# Exercise
In the entries below, find the line with "contracts between the" and the line with "the stored documents'"; give again those lines and every line between them, exactly.

── Information supplied ──

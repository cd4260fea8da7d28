//! Chat command grammar.
//!
//! The transport hands over the text after its own trigger word; this module
//! turns it into a typed command. Anything unrecognized maps to the fixed
//! usage-error strings the bot posts back.

use std::str::FromStr;

use thiserror::Error;

use crate::domain::ledger::Slot;

/// Fixed usage message for unrecognized commands.
pub const USAGE: &str = "Invalid command!\nAvailable commands:\n\tprice <stalk price> <am/pm>\n\tpredict\n\treset";

/// Fixed usage message for malformed price commands.
pub const PRICE_USAGE: &str =
    "Invalid price command;\nExample use: price <cost as integer> <string am or pm>";

/// A parsed chat command.
#[derive(Debug, Clone, Copy, PartialEq, Eq)]
pub enum ChatCommand {
    /// Submit one observation for the current day.
    Price { price: u32, slot: Slot },
    /// Ask for a forecast of the current week.
    Predict,
    /// Discard the week and start over.
    Reset,
}

/// Command parse failures, displayed as the user-facing usage text.
#[derive(Debug, Clone, Copy, PartialEq, Eq, Error)]
pub enum CommandError {
    #[error("{}", USAGE)]
    Unknown,

    #[error("{}", PRICE_USAGE)]
    BadPrice,
}

/// Parses one command line. Extra trailing tokens are ignored.
pub fn parse(input: &str) -> Result<ChatCommand, CommandError> {
    let mut parts = input.split_whitespace();
    match parts.next() {
        Some("price") => {
            let price = parts.next().ok_or(CommandError::BadPrice)?;
            let slot = parts.next().ok_or(CommandError::BadPrice)?;

            let price: u32 = price.parse().map_err(|_| CommandError::BadPrice)?;
            let slot = Slot::from_str(slot).map_err(|_| CommandError::BadPrice)?;
            Ok(ChatCommand::Price { price, slot })
        }
        Some("predict") => Ok(ChatCommand::Predict),
        Some("reset") => Ok(ChatCommand::Reset),
        _ => Err(CommandError::Unknown),
    }
}
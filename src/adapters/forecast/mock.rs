//! Mock forecaster for testing.
//!
//! Returns a canned pattern (or an injected error) and records every query
//! it receives, so tests can verify the wire encoding without touching the
//! real upstream.

use async_trait::async_trait;
use std::sync::{Arc, Mutex};

use crate::domain::ledger::PredictionPattern;
use crate::ports::{ForecastError, ForecastQuery, Forecaster};

/// Configurable mock implementation of the [`Forecaster`] port.
#[derive(Debug, Clone, Default)]
pub struct MockForecaster {
    pattern: PredictionPattern,
    fail_unavailable: bool,
    queries: Arc<Mutex<Vec<String>>>,
}

impl MockForecaster {
    /// Mock that answers every query with the given pattern.
    pub fn returning(values: Vec<f64>) -> Self {
        Self {
            pattern: PredictionPattern::new(values),
            ..Self::default()
        }
    }

    /// Mock that fails every query with an unavailable error.
    pub fn unavailable() -> Self {
        Self {
            fail_unavailable: true,
            ..Self::default()
        }
    }

    /// Encoded queries received so far, in call order.
    pub fn recorded_queries(&self) -> Vec<String> {
        self.queries.lock().unwrap().clone()
    }
}

#[async_trait]
impl Forecaster for MockForecaster {
    async fn forecast(&self, query: ForecastQuery) -> Result<PredictionPattern, ForecastError> {
        self.queries.lock().unwrap().push(query.encode());

        if self.fail_unavailable {
            return Err(ForecastError::unavailable("mock upstream down"));
        }
        Ok(self.pattern.clone())
    }
}
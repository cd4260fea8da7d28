//! Ports - interfaces for external dependencies.
//!
//! Following hexagonal architecture, ports define the contracts between the
//! domain and the outside world. Adapters implement these ports.
//!
//! - `LedgerStore` - document-store persistence for weekly price records
//! - `Forecaster` - the external price prediction service
//! - `ChartRenderer` - per-call isolated chart rendering

mod chart_renderer;
mod forecaster;
mod ledger_store;

pub use chart_renderer::{ChartError, ChartImage, ChartRenderer};
pub use forecaster::{ForecastError, ForecastQuery, Forecaster};
pub use ledger_store::LedgerStore;
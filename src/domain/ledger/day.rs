//! Day and slot value objects for the weekly ledger.
//!
//! The ledger tracks the six selling days, Monday through Saturday. Sunday is
//! the buying day: submissions stamped with it pass the legacy day gate but
//! have no slot to land in (see [`SubmitDay`]).

use std::fmt;
use std::str::FromStr;

use chrono::Datelike;

use super::errors::LedgerError;

/// One of the six selling days tracked by a weekly record.
#[derive(Debug, Clone, Copy, PartialEq, Eq, Hash)]
pub enum MarketDay {
    Monday,
    Tuesday,
    Wednesday,
    Thursday,
    Friday,
    Saturday,
}

impl MarketDay {
    /// All selling days in ledger order.
    pub const ALL: [MarketDay; 6] = [
        MarketDay::Monday,
        MarketDay::Tuesday,
        MarketDay::Wednesday,
        MarketDay::Thursday,
        MarketDay::Friday,
        MarketDay::Saturday,
    ];

    /// Slot index of this day within a record (0..=5).
    pub fn index(self) -> usize {
        self as usize
    }

    /// Day from a slot index, `None` outside 0..=5.
    pub fn from_index(index: usize) -> Option<Self> {
        Self::ALL.get(index).copied()
    }

    /// English day name.
    pub fn name(self) -> &'static str {
        match self {
            MarketDay::Monday => "Monday",
            MarketDay::Tuesday => "Tuesday",
            MarketDay::Wednesday => "Wednesday",
            MarketDay::Thursday => "Thursday",
            MarketDay::Friday => "Friday",
            MarketDay::Saturday => "Saturday",
        }
    }
}

impl fmt::Display for MarketDay {
    fn fmt(&self, f: &mut fmt::Formatter<'_>) -> fmt::Result {
        write!(f, "{}", self.name())
    }
}

/// A day index accepted by the submission gate.
///
/// The gate accepts 0..=6 (Monday..Sunday, matching the stored documents'
/// `expected_day` range). Sunday carries no price slot; a Sunday submission
/// is accepted and dropped by the record manager.
#[derive(Debug, Clone, Copy, PartialEq, Eq)]
pub enum SubmitDay {
    /// A selling day with a slot in the record.
    Market(MarketDay),
    /// The buying day; no slot.
    Sunday,
}

impl SubmitDay {
    /// Validates a caller-supplied day index against the 0..=6 gate.
    pub fn from_index(day: i64) -> Result<Self, LedgerError> {
        match day {
            0..=5 => Ok(SubmitDay::Market(MarketDay::ALL[day as usize])),
            6 => Ok(SubmitDay::Sunday),
            _ => Err(LedgerError::invalid_day(day)),
        }
    }

    /// Today's weekday, Monday = 0.
    pub fn today() -> Self {
        let index = chrono::Local::now().weekday().num_days_from_monday();
        Self::from_index(i64::from(index)).expect("chrono weekday is always 0..=6")
    }

    /// Day index 0..=6, as stamped into `expected_day`.
    pub fn index(self) -> u8 {
        match self {
            SubmitDay::Market(day) => day.index() as u8,
            SubmitDay::Sunday => 6,
        }
    }
}

/// One of the two daily observation points.
#[derive(Debug, Clone, Copy, PartialEq, Eq, Hash)]
pub enum Slot {
    Am,
    Pm,
}

impl Slot {
    /// Position of this slot within a price pair (0 = am, 1 = pm).
    pub fn index(self) -> usize {
        match self {
            Slot::Am => 0,
            Slot::Pm => 1,
        }
    }
}

impl fmt::Display for Slot {
    fn fmt(&self, f: &mut fmt::Formatter<'_>) -> fmt::Result {
        match self {
            Slot::Am => write!(f, "am"),
            Slot::Pm => write!(f, "pm"),
        }
    }
}

impl FromStr for Slot {
    type Err = LedgerError;

    /// Strict two-token parse. Anything other than exactly "am" or "pm" is
    /// rejected rather than defaulting to PM.
    fn from_str(s: &str) -> Result<Self, Self::Err> {
        match s {
            "am" => Ok(Slot::Am),
            "pm" => Ok(Slot::Pm),
            other => Err(LedgerError::invalid_slot(other)),
        }
    }
}
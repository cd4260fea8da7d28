//! Turnip API forecaster - client for the public ac-turnip prediction
//! service.
//!
//! The upstream takes the week's twelve observations as a single
//! dash-delimited query parameter and answers with JSON carrying an
//! `avgPattern` array of predicted prices.
//!
//! # Configuration
//!
//! ```ignore
//! let config = TurnipApiConfig::new()
//!     .with_base_url("https://api.ac-turnip.com")
//!     .with_timeout(Duration::from_secs(10))
//!     .with_max_retries(1);
//!
//! let forecaster = TurnipApiForecaster::new(config);
//! ```

use async_trait::async_trait;
use reqwest::{Client, Response};
use serde::Deserialize;
use std::time::Duration;
use tokio::time::sleep;

use crate::domain::ledger::PredictionPattern;
use crate::ports::{ForecastError, ForecastQuery, Forecaster};

/// Configuration for the turnip API forecaster.
#[derive(Debug, Clone)]
pub struct TurnipApiConfig {
    /// Base URL of the forecast service.
    pub base_url: String,
    /// Request timeout.
    pub timeout: Duration,
    /// Maximum retries on transient failures.
    pub max_retries: u32,
}

impl TurnipApiConfig {
    /// Creates a configuration with the public endpoint defaults.
    pub fn new() -> Self {
        Self {
            base_url: "https://api.ac-turnip.com".to_string(),
            timeout: Duration::from_secs(10),
            max_retries: 1,
        }
    }

    /// Sets the base URL.
    pub fn with_base_url(mut self, url: impl Into<String>) -> Self {
        self.base_url = url.into();
        self
    }

    /// Sets the request timeout.
    pub fn with_timeout(mut self, timeout: Duration) -> Self {
        self.timeout = timeout;
        self
    }

    /// Sets the maximum retry count.
    pub fn with_max_retries(mut self, max_retries: u32) -> Self {
        self.max_retries = max_retries;
        self
    }
}

impl Default for TurnipApiConfig {
    fn default() -> Self {
        Self::new()
    }
}

/// Forecaster backed by the ac-turnip HTTP API.
pub struct TurnipApiForecaster {
    config: TurnipApiConfig,
    client: Client,
}

impl TurnipApiForecaster {
    /// Creates a forecaster with the given configuration.
    pub fn new(config: TurnipApiConfig) -> Self {
        let client = Client::builder()
            .timeout(config.timeout)
            .build()
            .expect("Failed to create HTTP client");

        Self { config, client }
    }

    /// Builds the data endpoint URL for a query.
    fn data_url(&self, query: &ForecastQuery) -> String {
        format!("{}/data/?f={}", self.config.base_url, query.encode())
    }

    /// Issues one GET against the upstream.
    async fn send_request(&self, query: &ForecastQuery) -> Result<Response, ForecastError> {
        self.client
            .get(self.data_url(query))
            .send()
            .await
            .map_err(|e| {
                if e.is_timeout() {
                    ForecastError::Timeout {
                        timeout_secs: self.config.timeout.as_secs() as u32,
                    }
                } else if e.is_connect() {
                    ForecastError::network(format!("connection failed: {}", e))
                } else {
                    ForecastError::network(e.to_string())
                }
            })
    }

    /// Maps the response status and body into a pattern.
    async fn parse_response(&self, response: Response) -> Result<PredictionPattern, ForecastError> {
        let status = response.status();
        if !status.is_success() {
            let body = response.text().await.unwrap_or_default();
            return if status.is_server_error() {
                Err(ForecastError::unavailable(format!(
                    "server error {}: {}",
                    status, body
                )))
            } else {
                Err(ForecastError::network(format!(
                    "unexpected status {}: {}",
                    status, body
                )))
            };
        }

        let payload: TurnipResponse = response
            .json()
            .await
            .map_err(|e| ForecastError::parse(format!("failed to parse response: {}", e)))?;

        Ok(PredictionPattern::new(payload.avg_pattern))
    }
}

#[async_trait]
impl Forecaster for TurnipApiForecaster {
    async fn forecast(&self, query: ForecastQuery) -> Result<PredictionPattern, ForecastError> {
        let mut last_error = ForecastError::network("no attempts made");
        let mut attempt = 0;

        while attempt <= self.config.max_retries {
            match self.send_request(&query).await {
                Ok(response) => match self.parse_response(response).await {
                    Ok(pattern) => return Ok(pattern),
                    Err(err) => {
                        if !err.is_retryable() || attempt >= self.config.max_retries {
                            return Err(err);
                        }
                        last_error = err;
                    }
                },
                Err(err) => {
                    if !err.is_retryable() || attempt >= self.config.max_retries {
                        return Err(err);
                    }
                    last_error = err;
                }
            }

            // Exponential backoff: 1s, 2s, 4s, ...
            let delay = Duration::from_secs(1 << attempt);
            tracing::warn!(attempt, error = %last_error, "retrying forecast request");
            sleep(delay).await;
            attempt += 1;
        }

        Err(last_error)
    }
}

/// Upstream response payload.
#[derive(Debug, Deserialize)]
struct TurnipResponse {
    #[serde(rename = "avgPattern")]
    avg_pattern: Vec<f64>,
}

───

# Response area
//! Following hexagonal architecture, ports define the contracts between the
//! domain and the outside world. Adapters implement these ports.
//!
//! - `LedgerStore` - document-store persistence for weekly price records
//! - `Forecaster` - the external price prediction service
//! - `ChartRenderer` - per-call isolated chart rendering

mod chart_renderer;
mod forecaster;
mod ledger_store;

pub use chart_renderer::{ChartError, ChartImage, ChartRenderer};
pub use forecaster::{ForecastError, ForecastQuery, Forecaster};
pub use ledger_store::LedgerStore;
filename src/domain/ledger/day.rs
//! Day and slot value objects for the weekly ledger.
//!
//! The ledger tracks the six selling days, Monday through Saturday. Sunday is
//! the buying day: submissions stamped with it pass the legacy day gate but
//! have no slot to land in (see [`SubmitDay`]).

use std::fmt;
use std::str::FromStr;

use chrono::Datelike;

use super::errors::LedgerError;

/// One of the six selling days tracked by a weekly record.
#[derive(Debug, Clone, Copy, PartialEq, Eq, Hash)]
pub enum MarketDay {
    Monday,
    Tuesday,
    Wednesday,
    Thursday,
    Friday,
    Saturday,
}

impl MarketDay {
    /// All selling days in ledger order.
    pub const ALL: [MarketDay; 6] = [
        MarketDay::Monday,
        MarketDay::Tuesday,
        MarketDay::Wednesday,
        MarketDay::Thursday,
        MarketDay::Friday,
        MarketDay::Saturday,
    ];

    /// Slot index of this day within a record (0..=5).
    pub fn index(self) -> usize {
        self as usize
    }

    /// Day from a slot index, `None` outside 0..=5.
    pub fn from_index(index: usize) -> Option<Self> {
        Self::ALL.get(index).copied()
    }

    /// English day name.
    pub fn name(self) -> &'static str {
        match self {
            MarketDay::Monday => "Monday",
            MarketDay::Tuesday => "Tuesday",
            MarketDay::Wednesday => "Wednesday",
            MarketDay::Thursday => "Thursday",
            MarketDay::Friday => "Friday",
            MarketDay::Saturday => "Saturday",
        }
    }
}

impl fmt::Display for MarketDay {
    fn fmt(&self, f: &mut fmt::Formatter<'_>) -> fmt::Result {
        write!(f, "{}", self.name())
    }
}

/// A day index accepted by the submission gate.
///
/// The gate accepts 0..=6 (Monday..Sunday, matching the stored documents'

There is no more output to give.